SOURCE INFORMATION —
+++++

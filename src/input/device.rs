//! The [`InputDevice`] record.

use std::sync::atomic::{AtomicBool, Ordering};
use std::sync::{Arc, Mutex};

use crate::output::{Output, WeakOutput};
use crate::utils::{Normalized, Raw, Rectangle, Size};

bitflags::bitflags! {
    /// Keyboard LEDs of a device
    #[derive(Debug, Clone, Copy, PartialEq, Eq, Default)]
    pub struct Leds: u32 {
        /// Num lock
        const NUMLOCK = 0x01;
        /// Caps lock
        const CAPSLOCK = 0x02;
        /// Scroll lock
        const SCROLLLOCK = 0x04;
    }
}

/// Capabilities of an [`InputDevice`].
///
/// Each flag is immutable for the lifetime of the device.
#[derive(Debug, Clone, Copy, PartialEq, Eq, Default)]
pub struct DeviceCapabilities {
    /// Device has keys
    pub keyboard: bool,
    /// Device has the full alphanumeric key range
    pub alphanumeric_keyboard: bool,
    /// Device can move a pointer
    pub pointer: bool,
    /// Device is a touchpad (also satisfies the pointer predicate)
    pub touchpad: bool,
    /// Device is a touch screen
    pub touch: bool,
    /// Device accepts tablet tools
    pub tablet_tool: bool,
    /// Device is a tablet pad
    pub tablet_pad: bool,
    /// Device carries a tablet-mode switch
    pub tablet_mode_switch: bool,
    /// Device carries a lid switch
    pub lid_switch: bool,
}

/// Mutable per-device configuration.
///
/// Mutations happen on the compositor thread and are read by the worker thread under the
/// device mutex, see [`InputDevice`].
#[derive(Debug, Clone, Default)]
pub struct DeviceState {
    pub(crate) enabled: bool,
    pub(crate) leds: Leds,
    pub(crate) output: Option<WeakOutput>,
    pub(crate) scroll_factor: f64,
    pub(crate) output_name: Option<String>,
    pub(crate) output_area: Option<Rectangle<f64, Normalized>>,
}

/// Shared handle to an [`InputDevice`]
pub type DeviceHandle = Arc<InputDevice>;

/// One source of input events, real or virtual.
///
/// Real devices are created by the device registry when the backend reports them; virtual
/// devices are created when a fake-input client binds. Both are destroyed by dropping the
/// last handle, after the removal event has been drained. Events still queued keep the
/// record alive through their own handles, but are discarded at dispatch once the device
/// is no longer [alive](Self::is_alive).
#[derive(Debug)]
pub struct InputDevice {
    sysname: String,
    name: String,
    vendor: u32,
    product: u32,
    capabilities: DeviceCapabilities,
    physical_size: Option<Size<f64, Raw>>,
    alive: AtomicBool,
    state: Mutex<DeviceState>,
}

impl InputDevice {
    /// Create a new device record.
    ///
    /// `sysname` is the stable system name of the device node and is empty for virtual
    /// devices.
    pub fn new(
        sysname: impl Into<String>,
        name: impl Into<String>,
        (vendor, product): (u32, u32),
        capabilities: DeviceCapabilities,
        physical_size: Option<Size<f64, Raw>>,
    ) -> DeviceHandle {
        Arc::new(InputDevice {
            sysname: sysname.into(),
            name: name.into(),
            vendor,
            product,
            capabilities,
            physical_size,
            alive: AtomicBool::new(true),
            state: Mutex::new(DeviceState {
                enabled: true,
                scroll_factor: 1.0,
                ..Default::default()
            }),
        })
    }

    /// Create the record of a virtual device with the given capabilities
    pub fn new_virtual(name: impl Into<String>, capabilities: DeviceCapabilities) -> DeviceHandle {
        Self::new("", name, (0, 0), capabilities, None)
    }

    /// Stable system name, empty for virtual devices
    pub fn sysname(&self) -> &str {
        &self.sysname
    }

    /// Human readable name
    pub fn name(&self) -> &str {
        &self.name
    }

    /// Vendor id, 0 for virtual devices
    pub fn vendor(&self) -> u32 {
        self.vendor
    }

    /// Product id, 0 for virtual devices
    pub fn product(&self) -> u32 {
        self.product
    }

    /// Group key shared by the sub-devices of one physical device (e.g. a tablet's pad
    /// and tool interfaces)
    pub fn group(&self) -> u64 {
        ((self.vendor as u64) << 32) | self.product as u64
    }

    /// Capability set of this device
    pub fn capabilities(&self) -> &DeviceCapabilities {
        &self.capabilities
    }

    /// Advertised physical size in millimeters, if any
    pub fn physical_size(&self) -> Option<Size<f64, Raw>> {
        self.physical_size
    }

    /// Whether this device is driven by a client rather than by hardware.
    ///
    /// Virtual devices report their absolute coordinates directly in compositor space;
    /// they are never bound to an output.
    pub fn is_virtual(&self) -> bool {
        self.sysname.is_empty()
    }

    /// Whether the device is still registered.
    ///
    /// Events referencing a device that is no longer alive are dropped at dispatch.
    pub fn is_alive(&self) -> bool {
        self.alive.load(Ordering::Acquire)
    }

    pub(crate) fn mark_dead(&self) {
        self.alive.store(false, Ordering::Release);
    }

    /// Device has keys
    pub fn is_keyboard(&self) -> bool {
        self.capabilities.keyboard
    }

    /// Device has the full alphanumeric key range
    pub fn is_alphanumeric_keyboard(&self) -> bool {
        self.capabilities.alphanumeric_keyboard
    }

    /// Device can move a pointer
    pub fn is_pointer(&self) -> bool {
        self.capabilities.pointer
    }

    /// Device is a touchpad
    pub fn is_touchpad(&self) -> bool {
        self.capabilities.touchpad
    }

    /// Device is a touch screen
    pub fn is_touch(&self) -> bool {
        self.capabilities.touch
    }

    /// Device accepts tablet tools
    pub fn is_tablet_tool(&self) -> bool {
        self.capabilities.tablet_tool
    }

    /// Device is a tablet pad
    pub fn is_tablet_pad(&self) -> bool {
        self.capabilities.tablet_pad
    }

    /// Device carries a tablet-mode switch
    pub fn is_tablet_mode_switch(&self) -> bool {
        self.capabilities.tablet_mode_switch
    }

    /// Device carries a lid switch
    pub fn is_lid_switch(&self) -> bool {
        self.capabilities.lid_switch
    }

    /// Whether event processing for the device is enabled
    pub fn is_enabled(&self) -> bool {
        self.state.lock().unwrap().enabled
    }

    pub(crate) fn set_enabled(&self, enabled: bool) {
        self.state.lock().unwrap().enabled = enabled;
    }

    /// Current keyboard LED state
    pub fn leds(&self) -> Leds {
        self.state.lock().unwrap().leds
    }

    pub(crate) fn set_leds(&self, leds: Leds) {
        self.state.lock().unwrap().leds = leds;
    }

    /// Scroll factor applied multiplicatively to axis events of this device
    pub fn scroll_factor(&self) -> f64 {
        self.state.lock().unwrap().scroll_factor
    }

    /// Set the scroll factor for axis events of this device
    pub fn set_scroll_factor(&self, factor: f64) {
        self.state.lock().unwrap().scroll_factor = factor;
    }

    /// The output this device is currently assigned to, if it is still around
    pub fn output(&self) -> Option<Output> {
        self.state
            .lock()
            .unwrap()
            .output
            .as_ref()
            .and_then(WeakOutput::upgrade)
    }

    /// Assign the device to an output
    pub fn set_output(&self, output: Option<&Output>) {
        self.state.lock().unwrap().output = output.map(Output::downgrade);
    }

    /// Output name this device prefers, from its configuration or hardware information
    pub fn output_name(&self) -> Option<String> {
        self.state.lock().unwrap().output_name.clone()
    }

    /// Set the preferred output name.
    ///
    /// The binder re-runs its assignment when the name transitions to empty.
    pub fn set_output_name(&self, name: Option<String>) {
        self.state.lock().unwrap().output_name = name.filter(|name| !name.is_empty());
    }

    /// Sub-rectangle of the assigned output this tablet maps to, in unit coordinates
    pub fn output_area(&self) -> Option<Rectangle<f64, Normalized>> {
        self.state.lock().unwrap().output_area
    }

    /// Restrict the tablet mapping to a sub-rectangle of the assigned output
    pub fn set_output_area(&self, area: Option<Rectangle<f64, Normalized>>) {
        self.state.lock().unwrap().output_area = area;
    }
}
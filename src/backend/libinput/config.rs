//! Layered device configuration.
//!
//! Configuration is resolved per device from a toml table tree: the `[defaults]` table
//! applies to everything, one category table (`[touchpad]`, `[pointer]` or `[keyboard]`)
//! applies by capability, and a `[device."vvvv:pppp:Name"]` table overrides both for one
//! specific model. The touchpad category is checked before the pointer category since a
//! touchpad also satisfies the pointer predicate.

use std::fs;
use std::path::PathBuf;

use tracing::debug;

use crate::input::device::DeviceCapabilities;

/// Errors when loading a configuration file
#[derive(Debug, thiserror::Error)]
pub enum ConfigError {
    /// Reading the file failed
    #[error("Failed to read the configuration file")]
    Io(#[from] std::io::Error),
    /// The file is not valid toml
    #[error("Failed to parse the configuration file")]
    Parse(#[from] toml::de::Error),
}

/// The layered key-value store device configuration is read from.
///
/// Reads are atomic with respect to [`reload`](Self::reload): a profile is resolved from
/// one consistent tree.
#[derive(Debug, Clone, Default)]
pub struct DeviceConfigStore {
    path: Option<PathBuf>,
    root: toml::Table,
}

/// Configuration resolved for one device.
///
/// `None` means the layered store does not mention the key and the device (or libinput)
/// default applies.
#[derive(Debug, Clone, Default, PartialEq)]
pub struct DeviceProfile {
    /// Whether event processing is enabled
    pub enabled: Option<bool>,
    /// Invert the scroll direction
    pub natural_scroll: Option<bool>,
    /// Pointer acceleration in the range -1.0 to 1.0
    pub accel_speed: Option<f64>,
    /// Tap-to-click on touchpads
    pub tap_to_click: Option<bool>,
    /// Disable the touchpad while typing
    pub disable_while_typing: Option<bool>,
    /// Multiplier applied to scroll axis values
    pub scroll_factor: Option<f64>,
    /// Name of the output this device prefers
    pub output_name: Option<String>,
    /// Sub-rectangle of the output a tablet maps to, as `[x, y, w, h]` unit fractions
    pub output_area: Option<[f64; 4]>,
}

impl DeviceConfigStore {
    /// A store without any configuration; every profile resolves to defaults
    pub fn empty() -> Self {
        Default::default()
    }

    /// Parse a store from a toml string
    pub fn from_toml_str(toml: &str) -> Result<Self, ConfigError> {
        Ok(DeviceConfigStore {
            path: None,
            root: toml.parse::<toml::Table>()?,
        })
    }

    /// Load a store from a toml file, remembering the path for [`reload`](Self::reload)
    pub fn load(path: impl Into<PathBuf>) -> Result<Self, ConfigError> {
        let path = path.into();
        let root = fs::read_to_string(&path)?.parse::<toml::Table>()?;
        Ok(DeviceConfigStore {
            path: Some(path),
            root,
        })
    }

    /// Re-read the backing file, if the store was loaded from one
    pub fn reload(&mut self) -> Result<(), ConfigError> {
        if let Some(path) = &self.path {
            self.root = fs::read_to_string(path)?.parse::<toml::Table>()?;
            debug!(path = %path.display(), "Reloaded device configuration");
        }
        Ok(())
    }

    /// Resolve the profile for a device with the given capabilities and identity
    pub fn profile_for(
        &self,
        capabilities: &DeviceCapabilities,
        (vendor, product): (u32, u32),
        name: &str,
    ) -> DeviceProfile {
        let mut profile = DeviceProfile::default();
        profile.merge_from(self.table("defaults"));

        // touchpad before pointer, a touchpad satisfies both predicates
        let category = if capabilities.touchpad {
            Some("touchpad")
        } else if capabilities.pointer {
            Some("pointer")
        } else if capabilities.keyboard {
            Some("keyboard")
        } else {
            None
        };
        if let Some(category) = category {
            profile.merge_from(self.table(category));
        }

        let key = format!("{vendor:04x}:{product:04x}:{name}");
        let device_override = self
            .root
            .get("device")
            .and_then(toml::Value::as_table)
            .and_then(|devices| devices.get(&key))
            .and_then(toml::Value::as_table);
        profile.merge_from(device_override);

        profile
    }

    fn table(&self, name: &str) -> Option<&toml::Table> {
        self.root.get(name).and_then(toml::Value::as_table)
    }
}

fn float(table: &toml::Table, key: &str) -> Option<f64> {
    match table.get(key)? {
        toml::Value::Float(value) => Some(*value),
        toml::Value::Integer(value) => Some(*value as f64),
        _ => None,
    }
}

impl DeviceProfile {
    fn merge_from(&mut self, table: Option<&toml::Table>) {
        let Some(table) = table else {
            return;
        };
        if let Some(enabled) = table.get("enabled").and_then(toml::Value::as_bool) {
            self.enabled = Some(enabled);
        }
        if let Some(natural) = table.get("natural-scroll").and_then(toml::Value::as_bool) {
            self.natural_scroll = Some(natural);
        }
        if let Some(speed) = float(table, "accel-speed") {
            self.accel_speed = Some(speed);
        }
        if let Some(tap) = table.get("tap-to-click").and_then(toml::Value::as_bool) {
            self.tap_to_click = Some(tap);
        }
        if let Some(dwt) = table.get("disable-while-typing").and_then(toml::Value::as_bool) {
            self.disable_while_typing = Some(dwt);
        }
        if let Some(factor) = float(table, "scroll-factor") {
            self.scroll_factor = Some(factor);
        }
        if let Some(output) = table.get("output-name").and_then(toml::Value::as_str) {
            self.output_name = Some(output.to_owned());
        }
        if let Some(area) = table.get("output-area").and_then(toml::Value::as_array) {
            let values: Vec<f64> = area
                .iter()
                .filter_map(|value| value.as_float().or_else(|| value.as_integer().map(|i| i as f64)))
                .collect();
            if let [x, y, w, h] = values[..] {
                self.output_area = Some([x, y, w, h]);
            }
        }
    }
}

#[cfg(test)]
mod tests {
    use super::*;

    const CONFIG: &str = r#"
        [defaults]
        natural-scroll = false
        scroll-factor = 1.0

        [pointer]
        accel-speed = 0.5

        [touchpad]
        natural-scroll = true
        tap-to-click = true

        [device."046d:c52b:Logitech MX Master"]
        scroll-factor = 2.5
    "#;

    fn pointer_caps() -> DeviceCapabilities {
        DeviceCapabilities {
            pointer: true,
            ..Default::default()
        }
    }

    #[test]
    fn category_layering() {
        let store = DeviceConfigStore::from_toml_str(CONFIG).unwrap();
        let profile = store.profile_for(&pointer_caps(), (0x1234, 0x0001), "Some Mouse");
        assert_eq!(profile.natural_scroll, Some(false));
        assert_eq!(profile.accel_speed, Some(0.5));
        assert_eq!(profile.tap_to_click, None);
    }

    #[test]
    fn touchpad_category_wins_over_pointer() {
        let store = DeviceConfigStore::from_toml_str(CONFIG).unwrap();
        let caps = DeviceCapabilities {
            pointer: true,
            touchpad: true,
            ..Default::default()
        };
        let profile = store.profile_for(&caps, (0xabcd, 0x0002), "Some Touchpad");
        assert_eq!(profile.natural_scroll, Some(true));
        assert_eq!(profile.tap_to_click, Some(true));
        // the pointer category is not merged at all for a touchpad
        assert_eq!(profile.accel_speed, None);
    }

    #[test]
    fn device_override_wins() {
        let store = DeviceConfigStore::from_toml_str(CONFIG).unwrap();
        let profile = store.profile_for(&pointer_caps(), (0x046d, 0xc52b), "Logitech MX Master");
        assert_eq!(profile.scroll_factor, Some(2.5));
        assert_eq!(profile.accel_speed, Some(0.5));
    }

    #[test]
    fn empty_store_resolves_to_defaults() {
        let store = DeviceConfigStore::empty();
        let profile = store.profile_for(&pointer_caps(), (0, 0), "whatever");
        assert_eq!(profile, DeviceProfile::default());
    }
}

+++++

Set down only the lines above that fall between the line holding "area: Option<Rectangle<f64, Normalized>>)" and the line holding "pub struct DeviceConfigStore", inclusive, keeping each exact.

    pub fn set_output_area(&self, area: Option<Rectangle<f64, Normalized>>) {
        self.state.lock().unwrap().output_area = area;
    }
}
filename src/backend/libinput/config.rs
//! Layered device configuration.
//!
//! Configuration is resolved per device from a toml table tree: the `[defaults]` table
//! applies to everything, one category table (`[touchpad]`, `[pointer]` or `[keyboard]`)
//! applies by capability, and a `[device."vvvv:pppp:Name"]` table overrides both for one
//! specific model. The touchpad category is checked before the pointer category since a
//! touchpad also satisfies the pointer predicate.

use std::fs;
use std::path::PathBuf;

use tracing::debug;

use crate::input::device::DeviceCapabilities;

/// Errors when loading a configuration file
#[derive(Debug, thiserror::Error)]
pub enum ConfigError {
    /// Reading the file failed
    #[error("Failed to read the configuration file")]
    Io(#[from] std::io::Error),
    /// The file is not valid toml
    #[error("Failed to parse the configuration file")]
    Parse(#[from] toml::de::Error),
}

/// The layered key-value store device configuration is read from.
///
/// Reads are atomic with respect to [`reload`](Self::reload): a profile is resolved from
/// one consistent tree.
#[derive(Debug, Clone, Default)]
pub struct DeviceConfigStore {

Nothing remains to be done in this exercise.